START RECORDS PROVIDED
//! Collaborator interfaces consumed by the runner
//!
//! The agent, the database, lifecycle hooks and diagnostics collection are
//! all external to the runner. Each is a trait object chosen once when the
//! runner is built; concrete HTTP or SQL adapters live outside this crate.

pub mod memory;

use std::time::Duration;

use async_trait::async_trait;
use serde::{Deserialize, Serialize};
use serde_json::{Map, Value};

use crate::common::{Error, Result};
use crate::runner::report::{ScenarioReport, StepReport};

pub use memory::{MemoryDatabase, NoopDiagnostics, NoopHooks, ScriptedAgent};

/// A database row
pub type Record = Map<String, Value>;

/// One agent turn
#[derive(Debug, Clone)]
pub struct ChatRequest {
    pub message: String,
    pub user_id: String,
    /// Existing conversation to continue, `None` for a fresh one
    pub conversation_id: Option<String>,
    pub max_tool_calls: Option<u32>,
    pub timeout: Option<Duration>,
}

/// Normalized agent reply
#[derive(Debug, Clone, Default, Serialize, Deserialize)]
pub struct ChatResponse {
    pub text: String,
    #[serde(default)]
    pub tool_calls: Vec<ToolCall>,
    pub conversation_id: String,
    #[serde(default)]
    pub usage: Vec<UsageEvent>,
}

/// A tool invocation reported by the agent
#[derive(Debug, Clone, PartialEq, Serialize, Deserialize)]
pub struct ToolCall {
    pub name: String,
    #[serde(default)]
    pub arguments: Value,
}

impl ToolCall {
    pub fn new(name: &str, arguments: Value) -> Self {
        Self {
            name: name.to_string(),
            arguments,
        }
    }
}

/// Usage record attached to an agent reply
#[derive(Debug, Clone, PartialEq, Serialize, Deserialize)]
#[serde(tag = "type", rename_all = "snake_case")]
pub enum UsageEvent {
    /// One model completion
    ModelCall {
        model: String,
        input_tokens: u64,
        output_tokens: u64,
        #[serde(default)]
        cost_usd: f64,
    },
    /// A tool executed on the agent side
    ToolExecution { tool: String, duration_ms: u64 },
    /// An embedding request
    Embedding {
        tokens: u64,
        #[serde(default)]
        cost_usd: f64,
    },
}

/// The agent under test
#[async_trait]
pub trait Agent: Send + Sync {
    async fn chat(&self, request: ChatRequest) -> Result<ChatResponse>;
}

/// Schema information the runner needs about an entity
#[derive(Debug, Clone, Default)]
pub struct EntitySchema {
    /// Column holding the owning user id, if the entity has one
    pub ownership_column: Option<String>,
}

/// The data store the agent writes to
#[async_trait]
pub trait Database: Send + Sync {
    async fn find_by_id(&self, entity: &str, id: &str) -> Result<Option<Record>>;

    async fn find_by_title(&self, entity: &str, title: &str) -> Result<Option<Record>>;

    async fn list(&self, entity: &str, filter: &Record) -> Result<Vec<Record>>;

    /// Insert a row and return it as stored, including its id
    async fn insert(&self, entity: &str, data: Record) -> Result<Record>;

    async fn update(&self, _entity: &str, _id: &str, _data: Record) -> Result<Option<Record>> {
        Err(Error::Unsupported("update".into()))
    }

    async fn delete(&self, _entity: &str, _id: &str) -> Result<bool> {
        Err(Error::Unsupported("delete".into()))
    }

    async fn schema(&self, entity: &str) -> Result<EntitySchema>;
}

/// Minimal scenario description handed to hooks
#[derive(Debug, Clone)]
pub struct ScenarioInfo {
    pub id: String,
    pub name: String,
    pub tags: Vec<String>,
}

/// Outcome handed to the after-each hook
#[derive(Debug, Clone)]
pub struct ResultInfo {
    pub passed: bool,
    pub duration: Duration,
    pub error: Option<String>,
}

/// Per-scenario lifecycle hooks
#[async_trait]
pub trait LifecycleHooks: Send + Sync {
    async fn before_each(&self, _scenario: &ScenarioInfo, _user_id: &str) -> Result<()> {
        Ok(())
    }

    async fn after_each(
        &self,
        _scenario: &ScenarioInfo,
        _result: &ResultInfo,
        _user_id: &str,
    ) -> Result<()> {
        Ok(())
    }
}

/// Trace and log collection after a failing step
#[async_trait]
pub trait Diagnostics: Send + Sync {
    async fn collect(&self, scenario: &ScenarioInfo, step: &StepReport) -> Result<()>;
}

/// Start/completion notifications from the parallel orchestrator
///
/// Calls may interleave arbitrarily across scenarios.
pub trait ProgressListener: Send + Sync {
    fn on_scenario_start(&self, _index: usize, _scenario_id: &str, _user_id: &str) {}

    fn on_scenario_complete(&self, _index: usize, _report: &ScenarioReport) {}
}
END RECORDS PROVIDED
### GOAL OF THE EXERCISE:
Whichever lines of the records above hold the word "ScenarioInfo" should all be copied out.

### YOUR RESPONSE:
pub struct ScenarioInfo {
    async fn before_each(&self, _scenario: &ScenarioInfo, _user_id: &str) -> Result<()> {
        _scenario: &ScenarioInfo,
    async fn collect(&self, scenario: &ScenarioInfo, step: &StepReport) -> Result<()>;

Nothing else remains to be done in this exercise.